भूमि बैंकिंग क्या है? यह विभिन्न हितधारकों को कैसे प्रभावित करता है? चर्चा करें।
Introduction:
Land banking is the practice of aggregating parcels or blocks of land at current market rates or lower, for future sale or development. A land aggregator aggregates land by tracking the geographical and topological locations, which are primed for investment, based on social infrastructure and demographic factors.
Body:
Organisations that engage in land banking:
- Federal, state and local governments: Government agencies use land banking to support long-term civic planning or to support future economic development. Municipalities gain and hold ownership of land to be used for new roads, metro stations, hospitals, schools, parks or for economic or residential development efforts.
- Businesses: The aggregators can purchase and hold undeveloped or pre-developed land parcels, which expected to increase in market value, for long-term business gains.
- Universities and non-profit entities: Universities and non-profit entities purchase land for future growth and/or expansion in public interest.
- Individuals: Owning properties, including land, provide a sense of security. Individuals can use land as wealth creation vehicles, either for their retirement plans, to pay for their children’s education, or to create a family legacy.
Advantages:
- Land banking provides tools to quickly turn non-agricultural land into usable parcels.

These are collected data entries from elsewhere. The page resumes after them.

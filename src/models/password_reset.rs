use chrono::{DateTime, Duration, Utc};
use sqlx::FromRow;
use uuid::Uuid;

pub const RESET_TOKEN_LIFETIME_HOURS: i64 = 1;

/// A single-use password reset token. `used_at` is set exactly once, inside
/// the same transaction that replaces the password hash.
#[derive(Debug, FromRow)]
pub struct PasswordResetToken {
    pub id: Uuid,
    pub user_id: Uuid,
    pub token: String,
    pub expires_at: DateTime<Utc>,
    pub used_at: Option<DateTime<Utc>>,
    pub created_at: DateTime<Utc>,
}

impl PasswordResetToken {
    pub fn issue(user_id: Uuid) -> Self {
        let now = Utc::now();
        Self {
            id: Uuid::new_v4(),
            user_id,
            token: Uuid::new_v4().simple().to_string(),
            expires_at: now + Duration::hours(RESET_TOKEN_LIFETIME_HOURS),
            used_at: None,
            created_at: now,
        }
    }

    pub fn is_redeemable(&self, at: DateTime<Utc>) -> bool {
        self.used_at.is_none() && self.expires_at > at
    }
}

#[cfg(test)]
mod tests {
    use super::*;

    #[test]
    fn test_fresh_token_is_redeemable() {
        let token = PasswordResetToken::issue(Uuid::new_v4());
        assert!(token.is_redeemable(Utc::now()));
        assert_eq!(token.token.len(), 32);
    }

    #[test]
    fn test_used_token_is_not_redeemable() {
        let mut token = PasswordResetToken::issue(Uuid::new_v4());
        token.used_at = Some(Utc::now());
        assert!(!token.is_redeemable(Utc::now()));
    }

    #[test]
    fn test_expired_token_is_not_redeemable() {
        let token = PasswordResetToken::issue(Uuid::new_v4());
        let after_expiry = token.expires_at + Duration::seconds(1);
        assert!(!token.is_redeemable(after_expiry));
    }
}
use actix_cors::Cors;
use actix_web::middleware::Logger;
use actix_web::{http, web, App, HttpServer};

use donelist::auth::{AuthMiddleware, TokenManager};
use donelist::config::Config;
use donelist::{db, routes};

#[actix_web::main]
async fn main() -> std::io::Result<()> {
    dotenv::dotenv().ok();
    env_logger::init();

    let config = Config::from_env();
    let token_manager = web::Data::new(TokenManager::from_config(&config));

    let pool = db::create_pool(&config)
        .await
        .expect("Failed to connect to database");
    db::run_migrations(&pool)
        .await
        .expect("Failed to run database migrations");
    db::seed_default_priorities(&pool)
        .await
        .expect("Failed to seed default priorities");

    log::info!("starting donelist server at {}", config.server_url());

    let bind_addr = (config.server_host.clone(), config.server_port);
    let cors_origins = config.cors_origins.clone();
    let config_data = web::Data::new(config);

    HttpServer::new(move || {
        let mut cors = Cors::default()
            .allowed_methods(vec!["GET", "POST", "PUT", "PATCH", "DELETE", "OPTIONS"])
            .allowed_headers(vec![http::header::AUTHORIZATION, http::header::CONTENT_TYPE])
            .max_age(3600);
        for origin in &cors_origins {
            cors = cors.allowed_origin(origin);
        }

        App::new()
            .app_data(web::Data::new(pool.clone()))
            .app_data(token_manager.clone())
            .app_data(config_data.clone())
            .wrap(cors)
            .wrap(Logger::default())
            .service(routes::health::health)
            .service(
                web::scope("/api")
                    .wrap(AuthMiddleware)
                    .configure(routes::config),
            )
    })
    .bind(bind_addr)?
    .run()
    .await
}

- The Government can use these lands for the public projects like highway construction, drinking water protection, afforestation, nature restoration and promote economic development.
- Land bank can also provide the land to the private entities for their commercial purpose. In this process local governments benefit from the rental paid by the private entities when land is paid on lease thus acquiring gainful income which is then used for the welfare of the local areas.
However, land banking also has significantly affected its stakeholders:
Government agencies:
- Ambiguity: Buying and selling prices in various states is be ambiguous thus there is no uniformity.
- Questionable to local residents: Most times the lands come under conflict, and result in denial of people’s rights.
- Vacant land comes with expensive liabilities: A vacant lot owned by a land bank does not produce property tax revenue, and sometimes comes with maintenance costs.
Private entities and individuals like farmers, local residents etc:
- Problem with disputed land: Land banking by real estate private agencies or individuals will not deal in disputed properties, especially those under litigation.
- Stalling of projects: Some companies buy the lands for their projects but those projects are never carried out. This has often led to conflicts between farmers and states, stalling projects uneconomically. For example: When POSCO signed an agreement with the Odisha government to set up a steel plant in Nuagaon and nearby villages in 2005, the 700 families affected were not enthused. Over generations, the locals had developed a deep bond with the land and the forest, beyond merely as a source of employment and their only possession resulting in a decade-long resistance including legal challenges followed, at the end of which POSCO shelved the project in 2015.
- Unable to attract investment or sell the land by the land banking entity: The full potential of land banking can only be realised, if the land is purchased in the under-developed/early phase. Land banking works on the premise of patience. Most investors ignore land banking as an investment, due to the long term nature of the business.
Conclusion:
Land banking as a strategic response has proven to be a powerful solution, allowing public control of abandoned property; assemblage of parcels for residential, recreational, commercial and industrial redevelopment; and empowerment of communities to reverse the social and economic consequences of neglected and abandoned property. However, care must be taken to prevent disruptive and unreasonable usurping which will only lead to denial of rights rather than work in the rightful interest of people.